Independent of your political stance, the stress, divisiveness, and intensity of the last few months have been trying for most of us. And with the holidays coming on, more stress looms for many. It's enough to make you chug the holiday wassail, go shopping for those red pointy heels you said you were done with, or head to bed and pull the covers up over your head ..depending on your personality.
The good news is a resilience can help! These strategies and skills can absolutely be learned, no matter where you start from, for managing stress, improving focus, and maximizing productivity. But, first:
What is resilience?? A few fave definitions:
- The ability to bounce back from adversity and adapt to change (Wikipedia)
- The ability to become strong, healthy, or successful again after something bad happens (Merriam-Webster)
- “Those who engage in life with hope and humor despite devastating losses” (The Children's Institute, University of Rochester)
- Converting adversity and change into possibility (My Max Performance)
What is the relationship between resilience and stress?
While there are other important components in resilience, stress level is key. Mild stress is actually good for both our brains and bodies (think sudoku puzzles and weight lifting). Children who did not have sufficient stress early may actually have difficulty coping with change later in life. Reframing stress as excitement can be a powerful mindset shift for some of us, some of the time.

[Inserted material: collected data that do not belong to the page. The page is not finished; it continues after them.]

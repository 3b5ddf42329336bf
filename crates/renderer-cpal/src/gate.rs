// Hand-off between the device callback and the control thread

use parking_lot::Mutex;
use playhead_renderer_api::RenderCallback;
use std::sync::atomic::{AtomicBool, Ordering};

/// The render callback plus the flag that lets it run.
///
/// The device thread never waits on the lock. The flag is checked while the
/// lock is held, so once [`CallbackGate::close`] returns no callback runs
/// until the gate is opened again.
#[derive(Default)]
pub(crate) struct CallbackGate {
    playing: AtomicBool,
    callback: Mutex<Option<RenderCallback>>,
}

impl CallbackGate {
    /// Device thread: render into `data`, or write silence
    pub fn fill(&self, data: &mut [f32]) {
        let Some(mut guard) = self.callback.try_lock() else {
            data.fill(0.0);
            return;
        };
        match guard.as_mut() {
            Some(render) if self.playing.load(Ordering::Acquire) => render(data),
            _ => data.fill(0.0),
        }
    }

    pub fn open(&self) {
        self.playing.store(true, Ordering::Release);
    }

    /// Waits out a callback already running
    pub fn close(&self) {
        self.playing.store(false, Ordering::Release);
        drop(self.callback.lock());
    }

    pub fn is_open(&self) -> bool {
        self.playing.load(Ordering::Acquire)
    }

    pub fn set(&self, callback: RenderCallback) {
        *self.callback.lock() = Some(callback);
    }

    pub fn clear(&self) {
        self.callback.lock().take();
    }
}
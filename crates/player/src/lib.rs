// playhead: audio file playback with a real-time render engine

pub mod player;

pub use player::AudioPlayer;

// Re-exports
pub use playhead_core::{
    format_time, AudioError, ErrorKind, MemorySource, ObserverId, PlaybackStatus, PlayerConfig,
    PlayerObserver, Result, SourceAdapter, SourceInfo, TransportState,
};
pub use playhead_renderer_api::{
    AudioRenderer, AudioSpec, ManualClock, ManualRenderer, ManualRendererFactory, RenderCallback,
    RendererFactory,
};
pub use playhead_renderer_cpal::CpalRendererFactory;
pub use playhead_source_symphonia::SymphoniaSource;

/// Create a player on the default output device.
///
/// Loading fails with a DeviceError unless the crate is built with the
/// `device` feature.
pub fn create_player() -> AudioPlayer {
    create_player_with_config(PlayerConfig::default())
}

pub fn create_player_with_config(config: PlayerConfig) -> AudioPlayer {
    log::info!("Creating audio player on the default output device");
    AudioPlayer::with_config(CpalRendererFactory::new(), config)
}

/// Create a player driven by a [`ManualClock`] instead of a device
pub fn create_offline_player(config: PlayerConfig) -> (AudioPlayer, ManualClock) {
    let (factory, clock) = ManualRendererFactory::new();
    log::info!("Creating offline audio player");
    (AudioPlayer::with_config(factory, config), clock)
}
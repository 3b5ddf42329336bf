// Authoritative frame position of the live session

use std::sync::atomic::{AtomicU64, Ordering};

/// Current frame index, readable from any thread.
///
/// The render thread advances it after each read; the control thread only
/// writes it directly while the transport is not playing.
#[derive(Debug, Default)]
pub struct PositionTracker {
    frame: AtomicU64,
}

impl PositionTracker {
    pub fn new(frame: u64) -> Self {
        Self {
            frame: AtomicU64::new(frame),
        }
    }

    pub fn get(&self) -> u64 {
        self.frame.load(Ordering::Acquire)
    }

    pub fn set(&self, frame: u64) {
        self.frame.store(frame, Ordering::Release);
    }
}
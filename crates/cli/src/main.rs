//! playhead CLI: play an audio file with a progress line and level meters.
//!
//! Usage:
//!   playhead <file> [--loop] [--seek SECONDS] [--offline]
//!
//! `--offline` renders through a manual clock as fast as possible instead of
//! the default output device.

use playhead::{
    create_offline_player, create_player_with_config, format_time, AudioError, AudioPlayer,
    ManualClock, PlayerConfig, PlayerObserver,
};
use std::io::Write;
use std::sync::atomic::{AtomicBool, AtomicU32, Ordering};
use std::sync::Arc;
use std::time::Duration;

const METER_CHANNELS: usize = 2;
const OFFLINE_TICK_FRAMES: usize = 1024;

struct Options {
    path: String,
    looping: bool,
    seek: Option<f64>,
    offline: bool,
}

/// Peak levels since the last progress line, and whether the file ended
#[derive(Default)]
struct Meter {
    peaks: [AtomicU32; METER_CHANNELS],
    finished: AtomicBool,
}

impl Meter {
    /// Read and reset the peaks
    fn take_peaks(&self) -> [f32; METER_CHANNELS] {
        let mut out = [0.0; METER_CHANNELS];
        for (peak, slot) in out.iter_mut().zip(self.peaks.iter()) {
            *peak = f32::from_bits(slot.swap(0, Ordering::Relaxed));
        }
        out
    }
}

impl PlayerObserver for Meter {
    fn on_end_of_file(&self) {
        self.finished.store(true, Ordering::Relaxed);
    }

    fn on_samples(&self, buffers: &[&[f32]], _frames: usize, _channels: usize) {
        for (ch, buffer) in buffers.iter().enumerate() {
            let slot = &self.peaks[ch.min(METER_CHANNELS - 1)];
            let peak = buffer.iter().fold(0.0f32, |m, s| m.max(s.abs()));
            let current = f32::from_bits(slot.load(Ordering::Relaxed));
            if peak > current {
                slot.store(peak.to_bits(), Ordering::Relaxed);
            }
        }
    }

    fn on_error(&self, error: &AudioError) {
        log::warn!("Playback error: {}", error);
    }
}

fn main() {
    env_logger::Builder::from_env(env_logger::Env::default().default_filter_or("info")).init();

    let options = match parse_args(std::env::args().skip(1).collect()) {
        Some(options) => options,
        None => {
            print_usage();
            std::process::exit(2);
        }
    };

    if let Err(e) = run(&options) {
        eprintln!("playhead: {}", e);
        std::process::exit(1);
    }
}

fn parse_args(args: Vec<String>) -> Option<Options> {
    let mut path = None;
    let mut looping = false;
    let mut seek = None;
    let mut offline = false;

    let mut iter = args.into_iter();
    while let Some(arg) = iter.next() {
        match arg.as_str() {
            "--loop" => looping = true,
            "--offline" => offline = true,
            "--seek" => match iter.next().and_then(|s| s.parse::<f64>().ok()) {
                Some(seconds) => seek = Some(seconds),
                None => {
                    eprintln!("--seek needs a number of seconds");
                    return None;
                }
            },
            "-h" | "--help" => return None,
            other if other.starts_with('-') => {
                eprintln!("unknown option: {}", other);
                return None;
            }
            other => path = Some(other.to_string()),
        }
    }

    Some(Options {
        path: path?,
        looping,
        seek,
        offline,
    })
}

fn run(options: &Options) -> playhead::Result<()> {
    let config = PlayerConfig::default();
    let (mut player, clock) = if options.offline {
        let (player, clock) = create_offline_player(config);
        (player, Some(clock))
    } else {
        (create_player_with_config(config), None)
    };

    let meter = Arc::new(Meter::default());
    player.subscribe(&meter);

    player.set_should_loop(options.looping);
    player.load_file(&options.path)?;
    if let Some(seconds) = options.seek {
        player.set_current_time(seconds)?;
    }
    player.play()?;

    match clock {
        Some(clock) => render_offline(&mut player, &clock, &meter),
        None => follow_device(&player, &meter),
    }

    player.release()?;
    println!();
    Ok(())
}

fn follow_device(player: &AudioPlayer, meter: &Meter) {
    while !player.is_end_of_file() && !meter.finished.load(Ordering::Relaxed) {
        std::thread::sleep(Duration::from_millis(250));
        print_progress(player, meter);
    }
}

/// Render one pass of the file; with looping on, stop after one duration
fn render_offline(player: &mut AudioPlayer, clock: &ManualClock, meter: &Meter) {
    let budget = player.total_frames().saturating_sub(player.frame_index());
    let mut rendered = 0u64;
    let mut ticks = 0u64;

    while !player.is_end_of_file() && rendered < budget {
        clock.tick(OFFLINE_TICK_FRAMES);
        rendered += OFFLINE_TICK_FRAMES as u64;
        ticks += 1;
        if ticks % 64 == 0 {
            print_progress(player, meter);
        }
    }
    print_progress(player, meter);

    if let Err(e) = player.pause() {
        log::warn!("Failed to pause: {}", e);
    }
}

fn print_progress(player: &AudioPlayer, meter: &Meter) {
    let bar_width = 30;
    let duration = player.duration();
    let filled = if duration > 0.0 {
        ((player.current_time() / duration) * bar_width as f64) as usize
    } else {
        0
    };
    let filled = filled.min(bar_width);
    let [left, right] = meter.take_peaks();

    print!(
        "\r  [{}{}] {} / {}  L {} R {}  ",
        "=".repeat(filled),
        " ".repeat(bar_width - filled),
        player.formatted_current_time(),
        format_time(duration),
        level_bar(left),
        level_bar(right),
    );
    std::io::stdout().flush().ok();
}

fn level_bar(peak: f32) -> String {
    let width = 10;
    let lit = ((peak.clamp(0.0, 1.0)) * width as f32).round() as usize;
    format!("{}{}", "#".repeat(lit), ".".repeat(width - lit))
}

fn print_usage() {
    println!("playhead - play an audio file");
    println!();
    println!("usage: playhead <file> [options]");
    println!();
    println!("options:");
    println!("  --loop             Loop the file");
    println!("  --seek <seconds>   Start at the given time");
    println!("  --offline          Render without an output device");
}

#[cfg(test)]
mod tests {
    use super::*;

    fn args(list: &[&str]) -> Vec<String> {
        list.iter().map(|s| s.to_string()).collect()
    }

    #[test]
    fn test_parse_args() {
        let options = parse_args(args(&["song.flac", "--loop", "--seek", "12.5"])).unwrap();
        assert_eq!(options.path, "song.flac");
        assert!(options.looping);
        assert_eq!(options.seek, Some(12.5));
        assert!(!options.offline);
    }

    #[test]
    fn test_parse_args_rejects_bad_input() {
        assert!(parse_args(args(&[])).is_none());
        assert!(parse_args(args(&["a.wav", "--seek", "soon"])).is_none());
        assert!(parse_args(args(&["a.wav", "--volume"])).is_none());
    }

    #[test]
    fn test_level_bar() {
        assert_eq!(level_bar(0.0), "..........");
        assert_eq!(level_bar(0.5), "#####.....");
        assert_eq!(level_bar(3.0), "##########");
    }
}
// Audio renderer abstraction layer

mod manual;

pub use manual::{ManualClock, ManualRenderer, ManualRendererFactory};

use playhead_core::Result;

/// Render callback driven by the device clock.
/// Receives an interleaved buffer and must fill all of it.
pub type RenderCallback = Box<dyn FnMut(&mut [f32]) + Send + 'static>;

/// Audio output device.
/// Platform implementations (cpal, the manual clock) implement this trait.
pub trait AudioRenderer: Send {
    /// Start pulling buffers from the render callback
    fn start(&mut self) -> Result<()>;

    /// Stop the device. Blocks until any in-flight callback has returned,
    /// so the callback is not running once this succeeds.
    fn stop(&mut self) -> Result<()>;

    /// Install the callback that provides PCM data
    fn set_render_callback(&mut self, callback: RenderCallback) -> Result<()>;

    fn get_sample_rate(&self) -> u32;

    fn get_channels(&self) -> u16;

    /// Preferred callback size in frames
    fn get_buffer_size(&self) -> usize;

    fn is_playing(&self) -> bool;

    /// Stop and drop the callback and all device resources
    fn release(&mut self) -> Result<()>;
}

/// Audio format requested from a renderer
#[derive(Debug, Clone, Copy, PartialEq)]
pub struct AudioSpec {
    pub sample_rate: u32,
    pub channels: u16,
    pub buffer_size: usize,
}

impl Default for AudioSpec {
    fn default() -> Self {
        Self {
            sample_rate: 44_100,
            channels: 2,
            buffer_size: 1024,
        }
    }
}

/// Creates renderers; the player asks for a new one on every load
pub trait RendererFactory: Send + Sync {
    fn create_renderer(&self, spec: AudioSpec) -> Result<Box<dyn AudioRenderer>>;

    /// Spec used when nothing better is known
    fn get_preferred_spec(&self) -> AudioSpec {
        AudioSpec::default()
    }
}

BUT uncontrolled chronic or repetitive stress is linked with the six top leading causes of death. It can shrink our brain, cause weight gain, poor blood sugar, stroke, heart attack, high blood pressure, diabetes, and dementia. For many, the holidays are an especially stressful time, with extra tasks, financial pressures, and expectations, realistic or not. It's a great time to try a few simple tools to improve our mindfulness and control stress. Being more present will allow us to actually enjoy and remember the good moments.
What is the relationship between resilience and mindset?

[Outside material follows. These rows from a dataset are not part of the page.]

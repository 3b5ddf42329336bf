// Audio player control surface

use playhead_core::{
    format_time, frames_to_seconds, render_link, AudioError, ControlNotifier, Dispatcher,
    ObserverId, PlaybackStatus, PlayerConfig, PlayerEvent, PlayerObserver, RenderEngine, Result,
    SessionShared, SourceAdapter, SourceInfo, TransportState,
};
use playhead_renderer_api::{AudioRenderer, AudioSpec, RendererFactory};
use playhead_source_symphonia::SymphoniaSource;
use std::path::Path;
use std::sync::atomic::{AtomicBool, Ordering};
use std::sync::{Arc, Weak};

/// One loaded source: its private handle lives inside the render callback
struct PlaybackSession {
    shared: Arc<SessionShared>,
    renderer: Box<dyn AudioRenderer>,
    locator: Option<String>,
}

impl PlaybackSession {
    /// Stop the device synchronously and free it
    fn teardown(mut self) -> Result<()> {
        let stopped = self.renderer.stop();
        let released = self.renderer.release();
        stopped.and(released)
    }
}

/// Plays one source at a time on a renderer from `factory`.
///
/// Control calls return immediately; their effects reach observers through
/// the notification thread. The player owns that thread and the device, and
/// both are shut down on [`AudioPlayer::release`] or drop.
pub struct AudioPlayer {
    config: PlayerConfig,
    factory: Box<dyn RendererFactory>,
    dispatcher: Dispatcher,
    notifier: ControlNotifier,
    looping: Arc<AtomicBool>,
    session: Option<PlaybackSession>,
}

impl AudioPlayer {
    pub fn new(factory: impl RendererFactory + 'static) -> Self {
        Self::with_config(factory, PlayerConfig::default())
    }

    pub fn with_config(factory: impl RendererFactory + 'static, config: PlayerConfig) -> Self {
        let dispatcher = Dispatcher::spawn(&config);
        let notifier = dispatcher.notifier();
        Self {
            config,
            factory: Box::new(factory),
            dispatcher,
            notifier,
            looping: Arc::new(AtomicBool::new(false)),
            session: None,
        }
    }

    pub fn config(&self) -> &PlayerConfig {
        &self.config
    }

    // ----- Observers -----

    /// Observers are held weakly; dropping the last `Arc` unsubscribes
    pub fn subscribe<O: PlayerObserver + 'static>(&self, observer: &Arc<O>) -> ObserverId {
        self.dispatcher.subscribe(observer)
    }

    pub fn subscribe_weak(&self, observer: Weak<dyn PlayerObserver>) -> ObserverId {
        self.dispatcher.subscribe_weak(observer)
    }

    pub fn unsubscribe(&self, id: ObserverId) -> bool {
        self.dispatcher.unsubscribe(id)
    }

    pub fn observer_count(&self) -> usize {
        self.dispatcher.observer_count()
    }

    // ----- Loading -----

    /// Load a new session bound to an independent handle of `source`.
    /// The caller keeps full use of `source` afterwards.
    pub fn load(&mut self, source: &dyn SourceAdapter) -> Result<()> {
        let handle = source.reopen()?;
        self.install(handle)
    }

    /// Open `path` with the Symphonia decoder and load it
    pub fn load_file(&mut self, path: impl AsRef<Path>) -> Result<()> {
        let source = SymphoniaSource::open(path)?;
        self.install(Box::new(source))
    }

    /// Load `source` and start playing it
    pub fn play_source(&mut self, source: &dyn SourceAdapter) -> Result<()> {
        self.load(source)?;
        self.play()
    }

    fn install(&mut self, source: Box<dyn SourceAdapter>) -> Result<()> {
        let info = source.info();
        info.validate()?;
        let locator = source.locator().map(str::to_string);

        if let Some(old) = self.session.take() {
            if let Err(e) = old.teardown() {
                log::warn!("Failed to stop previous session cleanly: {}", e);
            }
        }

        let preferred = self.factory.get_preferred_spec();
        let spec = AudioSpec {
            sample_rate: info.sample_rate,
            channels: info.channels,
            buffer_size: preferred.buffer_size.min(self.config.frames_per_slice).max(1),
        };
        let mut renderer = self.factory.create_renderer(spec)?;

        let shared = Arc::new(SessionShared::new(info, self.looping.clone()));
        let (render_notifier, link) =
            render_link(&self.config, info.channels, self.notifier.epoch());
        let mut engine = RenderEngine::new(
            source,
            shared.clone(),
            render_notifier,
            renderer.get_channels(),
            self.config.frames_per_slice,
        );
        renderer.set_render_callback(Box::new(move |out: &mut [f32]| engine.render(out)))?;
        self.notifier.attach(link);

        log::info!(
            "Loaded {}: {} frames at {} Hz, {} channel(s) on a {}-channel device",
            locator.as_deref().unwrap_or("source"),
            info.total_frames,
            info.sample_rate,
            info.channels,
            renderer.get_channels()
        );

        self.session = Some(PlaybackSession {
            shared,
            renderer,
            locator,
        });
        Ok(())
    }

    // ----- Transport -----

    /// Start or resume playback. From end of file, restarts at frame 0.
    pub fn play(&mut self) -> Result<()> {
        let session = self.session.as_mut().ok_or(AudioError::NoSource)?;
        let shared = &session.shared;

        let state = shared.transport.get();
        if state == TransportState::Playing {
            return Ok(());
        }

        session.renderer.start()?;

        if state == TransportState::EndOfFile {
            shared.seek.clear();
            shared.position.set(0);
        }

        self.notifier.post(PlayerEvent::Resumed);
        shared.transport.transition(TransportState::Playing)?;
        log::info!("Playing from frame {}", shared.target_frame());
        Ok(())
    }

    /// Pause playback; a no-op unless playing
    pub fn pause(&mut self) -> Result<()> {
        let Some(session) = self.session.as_mut() else {
            return Ok(());
        };
        if session.shared.transport.get() != TransportState::Playing {
            return Ok(());
        }

        session.renderer.stop()?;

        let shared = &session.shared;
        // The render thread may have reached the end before the device stopped
        if shared
            .transport
            .compare_exchange(TransportState::Playing, TransportState::Paused)
        {
            if let Some(frame) = shared.seek.take() {
                shared.position.set(frame.min(shared.info.total_frames));
            }
            self.notifier.post(PlayerEvent::Paused);
            log::info!("Paused at frame {}", shared.position.get());
        }
        Ok(())
    }

    /// Move the playhead to `frame`, which must lie in `[0, total_frames]`
    pub fn seek_to_frame(&mut self, frame: u64) -> Result<()> {
        let session = self.session.as_ref().ok_or(AudioError::NoSource)?;
        let shared = &session.shared;
        let total_frames = shared.info.total_frames;
        if frame > total_frames {
            return Err(AudioError::SeekOutOfRange {
                frame,
                total_frames,
            });
        }

        log::info!("Seek to frame {}", frame);
        if shared.transport.is_playing() {
            shared.seek.request(frame);
            // Still playing: the next render cycle applies it
            if shared.transport.get() != TransportState::EndOfFile {
                return Ok(());
            }
        }

        shared.position.set(frame);
        shared.seek.request(frame);
        if frame == total_frames {
            shared.transport.transition(TransportState::EndOfFile)?;
        } else if shared.transport.get() == TransportState::EndOfFile {
            shared.transport.transition(TransportState::Paused)?;
        }
        self.notifier.post(PlayerEvent::PositionChanged { frame });
        Ok(())
    }

    /// Seek to a time in seconds
    pub fn set_current_time(&mut self, seconds: f64) -> Result<()> {
        if !seconds.is_finite() || seconds < 0.0 {
            return Err(AudioError::InvalidTime(seconds));
        }
        let info = self.source_info().ok_or(AudioError::NoSource)?;
        let frame = (seconds * info.sample_rate as f64) as u64;
        self.seek_to_frame(frame)
    }

    pub fn set_should_loop(&self, should_loop: bool) {
        self.looping.store(should_loop, Ordering::Relaxed);
        log::debug!("Looping {}", if should_loop { "on" } else { "off" });
    }

    pub fn should_loop(&self) -> bool {
        self.looping.load(Ordering::Relaxed)
    }

    /// Stop the device and drop the session
    pub fn release(&mut self) -> Result<()> {
        match self.session.take() {
            Some(session) => {
                log::info!("Releasing player");
                session.teardown()
            }
            None => Ok(()),
        }
    }

    // ----- Queries -----

    pub fn state(&self) -> TransportState {
        self.session
            .as_ref()
            .map(|s| s.shared.transport.get())
            .unwrap_or(TransportState::Stopped)
    }

    pub fn status(&self) -> PlaybackStatus {
        match &self.session {
            Some(session) => session.shared.status(),
            None => PlaybackStatus {
                should_loop: self.should_loop(),
                ..PlaybackStatus::default()
            },
        }
    }

    pub fn is_playing(&self) -> bool {
        self.state() == TransportState::Playing
    }

    pub fn is_end_of_file(&self) -> bool {
        self.state() == TransportState::EndOfFile
    }

    pub fn has_source(&self) -> bool {
        self.session.is_some()
    }

    pub fn source_info(&self) -> Option<SourceInfo> {
        self.session.as_ref().map(|s| s.shared.info)
    }

    pub fn locator(&self) -> Option<&str> {
        self.session.as_ref().and_then(|s| s.locator.as_deref())
    }

    /// Last frame consumed by the render thread, or set by a direct seek
    pub fn frame_index(&self) -> u64 {
        self.session
            .as_ref()
            .map(|s| s.shared.position.get())
            .unwrap_or(0)
    }

    pub fn total_frames(&self) -> u64 {
        self.source_info().map(|i| i.total_frames).unwrap_or(0)
    }

    /// Seconds
    pub fn current_time(&self) -> f64 {
        let rate = self.source_info().map(|i| i.sample_rate).unwrap_or(0);
        frames_to_seconds(self.frame_index(), rate)
    }

    /// Seconds
    pub fn duration(&self) -> f64 {
        self.source_info().map(|i| i.duration()).unwrap_or(0.0)
    }

    pub fn formatted_current_time(&self) -> String {
        format_time(self.current_time())
    }

    pub fn formatted_duration(&self) -> String {
        format_time(self.duration())
    }
}

impl Drop for AudioPlayer {
    fn drop(&mut self) {
        if let Err(e) = self.release() {
            log::warn!("Failed to release player: {}", e);
        }
        self.dispatcher.shutdown();
    }
}
// Error handling for the playback engine

use std::fmt;

/// Broad classes of failure, used to decide how an error is surfaced
#[derive(Debug, Clone, Copy, PartialEq, Eq)]
pub enum ErrorKind {
    /// Caller bug: reported synchronously, never clamped
    Validation,
    /// Source failed during a render-triggered read: reported asynchronously
    SourceRead,
    /// Output device failed to start or stop
    Device,
    /// Source could not be opened or described
    Load,
}

/// Audio engine error types
#[derive(Debug, Clone, PartialEq)]
pub enum AudioError {
    /// Operation needs a loaded source
    NoSource,

    /// Invalid state transition
    InvalidState(String),

    /// Seek target outside `[0, total_frames]`
    SeekOutOfRange { frame: u64, total_frames: u64 },

    /// Time value that cannot be mapped to a frame (negative, NaN, infinite)
    InvalidTime(f64),

    /// Source read failed during rendering
    SourceRead { frame: u64, message: String },

    /// Output device error (start/stop/build)
    DeviceError(String),

    /// Failed to open or probe a source
    LoadError(String),

    /// Source format not supported
    UnsupportedFormat(String),

    /// IO error
    IoError(String),
}

impl AudioError {
    pub fn kind(&self) -> ErrorKind {
        match self {
            AudioError::NoSource
            | AudioError::InvalidState(_)
            | AudioError::SeekOutOfRange { .. }
            | AudioError::InvalidTime(_) => ErrorKind::Validation,
            AudioError::SourceRead { .. } => ErrorKind::SourceRead,
            AudioError::DeviceError(_) => ErrorKind::Device,
            AudioError::LoadError(_) | AudioError::UnsupportedFormat(_) | AudioError::IoError(_) => {
                ErrorKind::Load
            }
        }
    }

    pub fn is_validation(&self) -> bool {
        self.kind() == ErrorKind::Validation
    }
}

impl fmt::Display for AudioError {
    fn fmt(&self, f: &mut fmt::Formatter) -> fmt::Result {
        match self {
            AudioError::NoSource => write!(f, "Invalid state: no source loaded"),
            AudioError::InvalidState(msg) => write!(f, "Invalid state: {}", msg),
            AudioError::SeekOutOfRange {
                frame,
                total_frames,
            } => write!(
                f,
                "Seek out of range: frame {} not in [0, {}]",
                frame, total_frames
            ),
            AudioError::InvalidTime(secs) => write!(f, "Invalid time: {}", secs),
            AudioError::SourceRead { frame, message } => {
                write!(f, "Source read error at frame {}: {}", frame, message)
            }
            AudioError::DeviceError(msg) => write!(f, "Device error: {}", msg),
            AudioError::LoadError(msg) => write!(f, "Load error: {}", msg),
            AudioError::UnsupportedFormat(msg) => write!(f, "Unsupported format: {}", msg),
            AudioError::IoError(msg) => write!(f, "IO error: {}", msg),
        }
    }
}

impl std::error::Error for AudioError {}

/// Result type alias for audio operations
pub type Result<T> = std::result::Result<T, AudioError>;

impl From<std::io::Error> for AudioError {
    fn from(err: std::io::Error) -> Self {
        AudioError::IoError(err.to_string())
    }
}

Understanding we have responsibility for how we react to our environment, and especially stressors, is a key resilience mindset. In other words, it's more about what you think about what happens to you, than what actually happens to you. Because bad things happen to all of us, whether it's political campaigns, the death of a loved one, or that ugly tie your brother-in-law re-gifted you. Mindset is huge topic in itself, for another day but research shows growth mindset and accountability are key to resilience.
How does this all fit together?
Mind and body are an integrated system that evolved to keep our ancestors safe. Our brain state (emotions and thoughts) affects our body chemistry, and our body state (hungry, tired, in the "zone") affects our brain chemistry. Thus we create our chemistry, and thus our experience of life, moment by moment. Exercise, mindfulness, prayer, yoga, and meditation are all easy ways to reset our body chemistry and brain patterns, with both short term and long term benefits. Exercise also produces additional benefits, in terms of fitness and wellness beyond the brain benefits. There are immediate "reset" buttons you can hit for short term relief and re-centering, for example during the work day:
My gift to you- 3 simple techniques to play with this holiday season:
- Exercise "bursts": it takes as little as 90-120 seconds of intense activity to shift your blood chemistry. Run the stairs, run in place, or do squats in your office.

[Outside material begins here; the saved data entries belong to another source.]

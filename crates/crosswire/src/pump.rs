//! Shared state of the event-loop pump.
//!
//! The loop itself lives on [`crate::Bridge`]; this context object carries
//! the flags and the single-slot deferred error that outlive one iteration.
//! Callback errors land here (they cannot propagate through the interpreter
//! mid-dispatch) and are re-raised exactly once by the next loop entry or
//! single-step call.

use std::sync::atomic::{AtomicBool, Ordering};

use parking_lot::Mutex;

use crate::error::BridgeError;

/// A callback error parked until the pump can surface it.
pub(crate) struct PendingError {
    pub origin: String,
    pub error: BridgeError,
}

pub(crate) struct PumpContext {
    dispatching: AtomicBool,
    quit: AtomicBool,
    pending: Mutex<Option<PendingError>>,
}

impl PumpContext {
    pub fn new() -> Self {
        PumpContext {
            dispatching: AtomicBool::new(false),
            quit: AtomicBool::new(false),
            pending: Mutex::new(None),
        }
    }

    pub fn is_dispatching(&self) -> bool {
        self.dispatching.load(Ordering::SeqCst)
    }

    pub fn set_dispatching(&self, on: bool) {
        self.dispatching.store(on, Ordering::SeqCst);
    }

    /// Claim the dispatch loop; fails if another loop is already running.
    pub fn begin_dispatch(&self) -> Result<(), BridgeError> {
        if self
            .dispatching
            .compare_exchange(false, true, Ordering::SeqCst, Ordering::SeqCst)
            .is_err()
        {
            return Err(BridgeError::PumpBusy);
        }
        Ok(())
    }

    pub fn request_quit(&self) {
        self.quit.store(true, Ordering::SeqCst);
    }

    pub fn quit_requested(&self) -> bool {
        self.quit.load(Ordering::SeqCst)
    }

    pub fn clear_quit(&self) {
        self.quit.store(false, Ordering::SeqCst);
    }

    /// Park a callback error. The slot holds one error; a second arriving
    /// before the first is surfaced is dropped with a warning.
    pub fn set_pending(&self, origin: &str, error: BridgeError) {
        let mut slot = self.pending.lock();
        if slot.is_none() {
            *slot = Some(PendingError {
                origin: origin.to_string(),
                error,
            });
        } else {
            tracing::warn!(origin, %error, "callback error dropped, slot already occupied");
        }
    }

    pub fn has_pending(&self) -> bool {
        self.pending.lock().is_some()
    }

    /// Drain the slot. Only the pump calls this.
    pub fn take_pending(&self) -> Option<PendingError> {
        self.pending.lock().take()
    }
}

- Hyper-focus: take an ordinary object, such as a pen or watch or paperweight, and "clear the decks" by tuning into and describing its physical attributes in excruciating detail to yourself for about 90 seconds.
- Gratitude break: find 3 things you are grateful for each morning when you awake, and remind yourself before you go to sleep. Double benefit if you can thank someone for something, this also changes your chemistry. Of course with Thanksgiving next week, your opportunities are practically endless :-).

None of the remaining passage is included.